WASHINGTON — Furious work in Congress to avert gargantuan tax increases and spending cuts starting today obscured another partisan deadlock affecting cereal bowls and school lunches across the country.

While most attention was on the “fiscal cliff” facing the United States at the start of the year, time was running down on a “dairy cliff” threatening to double the cost of milk. With Congress failing to approve a farm bill in 2012, government dairy subsidies were due today to jump back to levels not seen since the Truman administration, which would dramatically drive up milk costs.

The Democratic and Republican chairmen of the Senate and House agriculture committees were pushing a one-year extension of the expiring 2008 farm bill, although the calls were somewhat lost in the din of wider fiscal worries.

On Monday night, there were reports that the House may reconvene today to address the fiscal cliff and other issues, including the farm bill. But Republican leaders in the House and Senate refused to go along with a farm-state plan to avert the “dairy cliff” on Monday, the last day to act before retail milk prices may begin climbing toward $7 a gallon.

Meanwhile some dairy processors said the plan hatched by farm-state lawmakers over the weekend for a farm-bill extension would itself lead to higher dairy prices.

They said the idea ought to be dropped and Congress be given another chance to write a farm bill in the months ahead.

Without last-minute legislative action, the U.S. dairy subsidy program will be run starting today under a 1949 law that would roughly double current dairy prices.

The Truman-era statute takes effect when Congress fails to write a new farm bill on time. The 2008 farm law expired three months ago.

To avoid higher dairy prices, leaders of the House and Senate Agriculture committees proposed to extend key elements of the 2008 law through Sept. 30 and create a dairy program as part of it. The new program would compensate farmers when milk prices are low and feed prices are high.

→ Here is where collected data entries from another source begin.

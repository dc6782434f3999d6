//! Bounded checkpoint retention
//!
//! Keeps at most `K` periodic checkpoints on disk as a blend of
//! best-observed and most-recent: a max-heap whose root is the worst of the
//! retained-best set, and a fixed-capacity FIFO of arrival order. The two
//! containers are allowed to disagree for cycles — a checkpoint can be
//! recent-but-not-top-K or top-K-but-not-recent — and a file is deleted only
//! once it is absent from both ([`RetentionPool::reconcile`]).
//!
//! Two fixed slots (`best_loss_model.ckpt`, `best_collision_model.ckpt`) sit
//! outside the bounded pool and always track the true running minima; they
//! are overwritten in place and never evicted.

use std::collections::{BinaryHeap, HashSet, VecDeque};
use std::io;
use std::path::{Path, PathBuf};

use crate::checkpoint::{BEST_COLLISION_FILE, BEST_LOSS_FILE};

/// One (quality metric, checkpoint path) observation; lower metric is better.
#[derive(Debug, Clone)]
pub struct RetentionRecord {
    pub metric: f32,
    pub path: PathBuf,
}

impl PartialEq for RetentionRecord {
    fn eq(&self, other: &Self) -> bool {
        self.metric.to_bits() == other.metric.to_bits() && self.path == other.path
    }
}

impl Eq for RetentionRecord {}

impl Ord for RetentionRecord {
    /// Orders by metric so the max-heap root is the worst retained record.
    fn cmp(&self, other: &Self) -> std::cmp::Ordering {
        self.metric
            .total_cmp(&other.metric)
            .then_with(|| self.path.cmp(&other.path))
    }
}

impl PartialOrd for RetentionRecord {
    fn partial_cmp(&self, other: &Self) -> Option<std::cmp::Ordering> {
        Some(self.cmp(other))
    }
}

/// Bounded dual-criterion retention pool
pub struct RetentionPool {
    capacity: usize,
    heap: BinaryHeap<RetentionRecord>,
    queue: VecDeque<RetentionRecord>,
}

impl RetentionPool {
    /// # Panics
    ///
    /// Panics if `capacity` is zero.
    pub fn new(capacity: usize) -> Self {
        assert!(capacity > 0, "Retention capacity must be non-zero");
        Self {
            capacity,
            heap: BinaryHeap::with_capacity(capacity + 1),
            queue: VecDeque::with_capacity(capacity + 1),
        }
    }

    pub fn capacity(&self) -> usize {
        self.capacity
    }

    pub fn heap_len(&self) -> usize {
        self.heap.len()
    }

    pub fn queue_len(&self) -> usize {
        self.queue.len()
    }

    /// Metrics currently in the best-set, ascending
    pub fn heap_metrics(&self) -> Vec<f32> {
        let mut metrics: Vec<f32> = self.heap.iter().map(|r| r.metric).collect();
        metrics.sort_by(f32::total_cmp);
        metrics
    }

    /// Union of paths still referenced by either container
    pub fn retained_paths(&self) -> HashSet<PathBuf> {
        self.heap
            .iter()
            .chain(self.queue.iter())
            .map(|r| r.path.clone())
            .collect()
    }

    fn contains(&self, record: &RetentionRecord) -> bool {
        self.queue.contains(record) || self.heap.iter().any(|r| r == record)
    }

    /// Delete the files of evicted records that no container references
    /// anymore. This is the single place retention removes files.
    fn reconcile(&self, evicted: Vec<RetentionRecord>) -> io::Result<Vec<PathBuf>> {
        let mut deleted = Vec::new();
        for record in evicted {
            if self.contains(&record) || deleted.contains(&record.path) {
                continue;
            }
            std::fs::remove_file(&record.path)?;
            tracing::debug!("Evicted checkpoint {:?}", record.path);
            deleted.push(record.path);
        }
        Ok(deleted)
    }

    /// Submit one observation. Returns the files deleted as a consequence.
    ///
    /// Under capacity, the record simply joins both containers. At capacity,
    /// the oldest record leaves the FIFO; if the new metric strictly beats
    /// the heap's worst, that worst record leaves the heap. Each evicted
    /// record's file is removed only if the other container no longer holds
    /// it.
    pub fn observe(&mut self, metric: f32, path: PathBuf) -> io::Result<Vec<PathBuf>> {
        let record = RetentionRecord { metric, path };

        if self.queue.len() < self.capacity {
            self.queue.push_back(record.clone());
            self.heap.push(record);
            return Ok(Vec::new());
        }

        let mut evicted = Vec::new();

        let oldest = self.queue.pop_front().expect("capacity is non-zero");
        self.queue.push_back(record.clone());

        let worst = self.heap.peek().expect("heap fills with the queue");
        if record.metric < worst.metric {
            evicted.push(self.heap.pop().expect("heap is non-empty"));
            self.heap.push(record);
        }
        evicted.push(oldest);

        self.reconcile(evicted)
    }
}

/// The two fixed best-by-criterion slots
pub struct BestSlots {
    pub best_loss: f32,
    pub best_collision_rate: f32,
    best_loss_path: PathBuf,
    best_collision_path: PathBuf,
}

impl BestSlots {
    pub fn new(ckpt_dir: &Path) -> Self {
        Self {
            best_loss: f32::INFINITY,
            best_collision_rate: f32::INFINITY,
            best_loss_path: ckpt_dir.join(BEST_LOSS_FILE),
            best_collision_path: ckpt_dir.join(BEST_COLLISION_FILE),
        }
    }

    pub fn best_loss_path(&self) -> &Path {
        &self.best_loss_path
    }

    pub fn best_collision_path(&self) -> &Path {
        &self.best_collision_path
    }

    /// Record a training-loss observation; on a new global minimum, returns
    /// the slot path the caller must overwrite.
    pub fn loss_improved(&mut self, loss: f32) -> Option<&Path> {
        if loss < self.best_loss {
            self.best_loss = loss;
            Some(&self.best_loss_path)
        } else {
            None
        }
    }

    /// Record a collision-rate observation; on a new global minimum, returns
    /// the slot path the caller must overwrite.
    pub fn collision_improved(&mut self, rate: f32) -> Option<&Path> {
        if rate < self.best_collision_rate {
            self.best_collision_rate = rate;
            Some(&self.best_collision_path)
        } else {
            None
        }
    }
}

#[cfg(test)]
mod tests {
    use super::*;
    use tempfile::{tempdir, TempDir};

    fn touch(dir: &TempDir, name: &str) -> PathBuf {
        let path = dir.path().join(name);
        std::fs::write(&path, b"ckpt").unwrap();
        path
    }

    #[test]
    fn test_under_capacity_keeps_everything() {
        let dir = tempdir().unwrap();
        let mut pool = RetentionPool::new(3);

        for (i, metric) in [0.4, 0.3].iter().enumerate() {
            let path = touch(&dir, &format!("ckpt_{i}"));
            let deleted = pool.observe(*metric, path).unwrap();
            assert!(deleted.is_empty());
        }
        assert_eq!(pool.heap_len(), 2);
        assert_eq!(pool.queue_len(), 2);
    }

    #[test]
    fn test_containers_never_exceed_capacity() {
        let dir = tempdir().unwrap();
        let mut pool = RetentionPool::new(2);

        for i in 0..10 {
            let path = touch(&dir, &format!("ckpt_{i}"));
            pool.observe(0.5 - i as f32 * 0.01, path).unwrap();
            assert!(pool.heap_len() <= 2);
            assert!(pool.queue_len() <= 2);
        }
    }

    #[test]
    fn test_worse_recent_entry_stays_out_of_heap() {
        let dir = tempdir().unwrap();
        let mut pool = RetentionPool::new(2);

        let p0 = touch(&dir, "ckpt_0");
        let p1 = touch(&dir, "ckpt_1");
        let p2 = touch(&dir, "ckpt_2");
        pool.observe(0.1, p0.clone()).unwrap();
        pool.observe(0.2, p1.clone()).unwrap();
        // Worse than the heap's worst: heap unchanged, FIFO rotates p0 out,
        // but p0 survives on disk through its heap membership.
        let deleted = pool.observe(0.9, p2.clone()).unwrap();

        assert!(deleted.is_empty());
        assert_eq!(pool.heap_metrics(), vec![0.1, 0.2]);
        assert!(p0.exists() && p1.exists() && p2.exists());
    }

    #[test]
    fn test_eviction_from_both_deletes_once() {
        let dir = tempdir().unwrap();
        let mut pool = RetentionPool::new(1);

        let p0 = touch(&dir, "ckpt_0");
        let p1 = touch(&dir, "ckpt_1");
        pool.observe(0.5, p0.clone()).unwrap();
        // p0 leaves the queue and the heap in the same observation; its file
        // must be removed exactly once.
        let deleted = pool.observe(0.3, p1.clone()).unwrap();

        assert_eq!(deleted, vec![p0.clone()]);
        assert!(!p0.exists());
        assert!(p1.exists());
    }

    #[test]
    fn test_delete_only_when_absent_from_both() {
        let dir = tempdir().unwrap();
        let mut pool = RetentionPool::new(3);

        let paths: Vec<PathBuf> = (0..5).map(|i| touch(&dir, &format!("ckpt_{i}"))).collect();
        let metrics = [0.40f32, 0.35, 0.50, 0.20, 0.30];

        let mut all_deleted = Vec::new();
        for (path, &metric) in paths.iter().zip(&metrics) {
            all_deleted.extend(pool.observe(metric, path.clone()).unwrap());
        }

        // Heap converges on the three lowest metrics.
        assert_eq!(pool.heap_metrics(), vec![0.20, 0.30, 0.35]);
        // ckpt_0 (0.40) is the only file orphaned by both containers;
        // ckpt_2 (0.50) survives through recency alone.
        assert_eq!(all_deleted, vec![paths[0].clone()]);
        assert!(!paths[0].exists());
        for path in &paths[1..] {
            assert!(path.exists(), "{path:?} should have been retained");
        }
    }

    #[test]
    fn test_retained_paths_union() {
        let dir = tempdir().unwrap();
        let mut pool = RetentionPool::new(2);

        let p0 = touch(&dir, "ckpt_0");
        let p1 = touch(&dir, "ckpt_1");
        let p2 = touch(&dir, "ckpt_2");
        pool.observe(0.1, p0.clone()).unwrap();
        pool.observe(0.2, p1.clone()).unwrap();
        pool.observe(0.9, p2.clone()).unwrap();

        let retained = pool.retained_paths();
        assert!(retained.contains(&p0));
        assert!(retained.contains(&p1));
        assert!(retained.contains(&p2));
    }

    #[test]
    fn test_best_slots_track_running_minima() {
        let dir = tempdir().unwrap();
        let mut slots = BestSlots::new(dir.path());

        assert!(slots.loss_improved(10.0).is_some());
        assert!(slots.loss_improved(12.0).is_none());
        assert!(slots.loss_improved(8.0).is_some());
        assert_eq!(slots.best_loss, 8.0);

        assert!(slots.collision_improved(0.5).is_some());
        assert!(slots.collision_improved(0.5).is_none());
        assert!(slots.collision_improved(0.2).is_some());
        assert_eq!(slots.best_collision_rate, 0.2);
    }

    #[test]
    fn test_best_slot_paths_are_fixed() {
        let dir = tempdir().unwrap();
        let slots = BestSlots::new(dir.path());
        assert_eq!(
            slots.best_loss_path(),
            dir.path().join("best_loss_model.ckpt")
        );
        assert_eq!(
            slots.best_collision_path(),
            dir.path().join("best_collision_model.ckpt")
        );
    }
}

A spokesman for House Speaker John Boehner was noncommittal if or when a vote would be called on the proposed extension. Monday evening the House adjourned until noon today without considering farm law. A farm lobbyist said Mr. Boehner opposed the new dairy program because it would require farmers to reduce milk output if prices were too low.

Senate Republican Leader Mitch McConnell worked to keep it out of last-minute bills, a Senate staff worker told Reuters. In its place, Mr. McConnell suggested lower-cost versions of the current dairy program.

Without an extension, the Agriculture Department by law would be set to boost its support of milk prices to the 1949 level of $38 per hundred pounds, up from the current $18.

“If you like anything made with milk, you’re going to be impacted by the fact that there’s no farm bill,” Agriculture Secretary Tom Vilsack, a Pittsburgh native and former Iowa governor, said on CNN Sunday. “... Consumers when they go in the grocery store are going to be a bit shocked when instead of seeing $3.60 a gallon for milk, they see $7 a gallon for milk. And that’s going to ripple throughout all of the [farm] commodities if this thing goes on for an extended period of time.”

The Senate approved an updated long-term federal farm bill in the summer, as did the House Agriculture Committee. But GOP House leadership never moved on the bill, partially because of differences over food-stamp funding but also because of language seeking to address a glut in the milk market. Democrats added plans for a government-managed system curtailing milk production and thereby boosting its prices.

The so-called “supply management” system “dictates to a farmer basically how much milk they should produce. That is best left to free market,” said U.S. Rep. Glenn Thompson, (R., Pa.), an agriculture committee member. “The problems we’ve gotten into in the past, in all parts of government, is where the federal government has attempted to manipulate the market. Nothing good usually happens to that.”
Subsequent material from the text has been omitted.